#### What to produce:
Look at every line of the material below and tally those containing "async". Reply with the total alone.

#### Provided material:

use std::collections::HashMap;
use std::sync::Arc;

use backon::{BackoffBuilder, ExponentialBackoff, ExponentialBuilder};
use flotilla_model::ObjectKey;
use tokio::sync::RwLock;
use tokio::time::{Duration, Instant};

struct Entry {
    backoff: ExponentialBackoff,
    retry_after: Instant,
}

/// Per-object exponential backoff, so one misbehaving object's repeated
/// reconcile failures don't starve poll capacity from the rest — grounded on
/// the teacher's `Context::error_backoff_cache` (`libs/operator/src/controller/context.rs`),
/// rebuilt here without the Kubernetes `ObjectRef` key type.
#[derive(Default)]
pub struct BackoffCache {
    entries: RwLock<HashMap<ObjectKey, RwLock<Entry>>>,
}

fn new_backoff() -> ExponentialBackoff {
    ExponentialBuilder::default()
        .with_min_delay(Duration::from_secs(1))
        .with_max_delay(Duration::from_secs(5 * 60))
        .without_max_times()
        .build()
}

impl BackoffCache {
    pub fn new() -> Arc<Self> {
        Arc::new(Self::default())
    }

    /// Advances and returns the next backoff delay for `key`, creating a fresh
    /// backoff series on first failure. Also records `retry_after` so
    /// [`Self::is_ready`] can skip the object until the delay elapses.
    pub async fn next_delay(&self, key: &ObjectKey) -> Duration {
        let delay = {
            let entries = self.entries.read().await;
            if let Some(entry) = entries.get(key) {
                let mut entry = entry.write().await;
                entry.backoff.next()
            } else {
                None
            }
        };

        let delay = match delay {
            Some(delay) => delay,
            None => {
                let mut backoff = new_backoff();
                let delay = backoff.next().unwrap_or(Duration::from_secs(1));
                self.entries.write().await.insert(
                    key.clone(),
                    RwLock::new(Entry {
                        backoff,
                        retry_after: Instant::now() + delay,
                    }),
                );
                return delay;
            }
        };

        if let Some(entry) = self.entries.read().await.get(key) {
            entry.write().await.retry_after = Instant::now() + delay;
        }
        delay
    }

    /// False while `key` is still serving out a prior backoff delay.
    pub async fn is_ready(&self, key: &ObjectKey) -> bool {
        match self.entries.read().await.get(key) {
            Some(entry) => Instant::now() >= entry.read().await.retry_after,
            None => true,
        }
    }

    /// Clears `key`'s backoff series after a successful reconcile, so the next
    /// failure starts from the minimum delay again.
    pub async fn reset(&self, key: &ObjectKey) {
        self.entries.write().await.remove(key);
    }
}

#[cfg(test)]
mod tests {
    use super::*;
    use flotilla_model::Kind;

    #[tokio::test]
    async fn delay_grows_on_repeated_failure() {
        let cache = BackoffCache::new();
        let key = ObjectKey::namespaced(Kind::Pod, "default", "web-0");
        let first = cache.next_delay(&key).await;
        let second = cache.next_delay(&key).await;
        assert!(second >= first);
    }

    #[tokio::test]
    async fn reset_restarts_the_series() {
        let cache = BackoffCache::new();
        let key = ObjectKey::namespaced(Kind::Pod, "default", "web-0");
        cache.next_delay(&key).await;
        cache.next_delay(&key).await;
        cache.reset(&key).await;
        let after_reset = cache.next_delay(&key).await;
        let first_ever = {
            let fresh = BackoffCache::new();
            fresh.next_delay(&key).await
        };
        assert_eq!(after_reset, first_ever);
    }
}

#### Result of the exercise:
5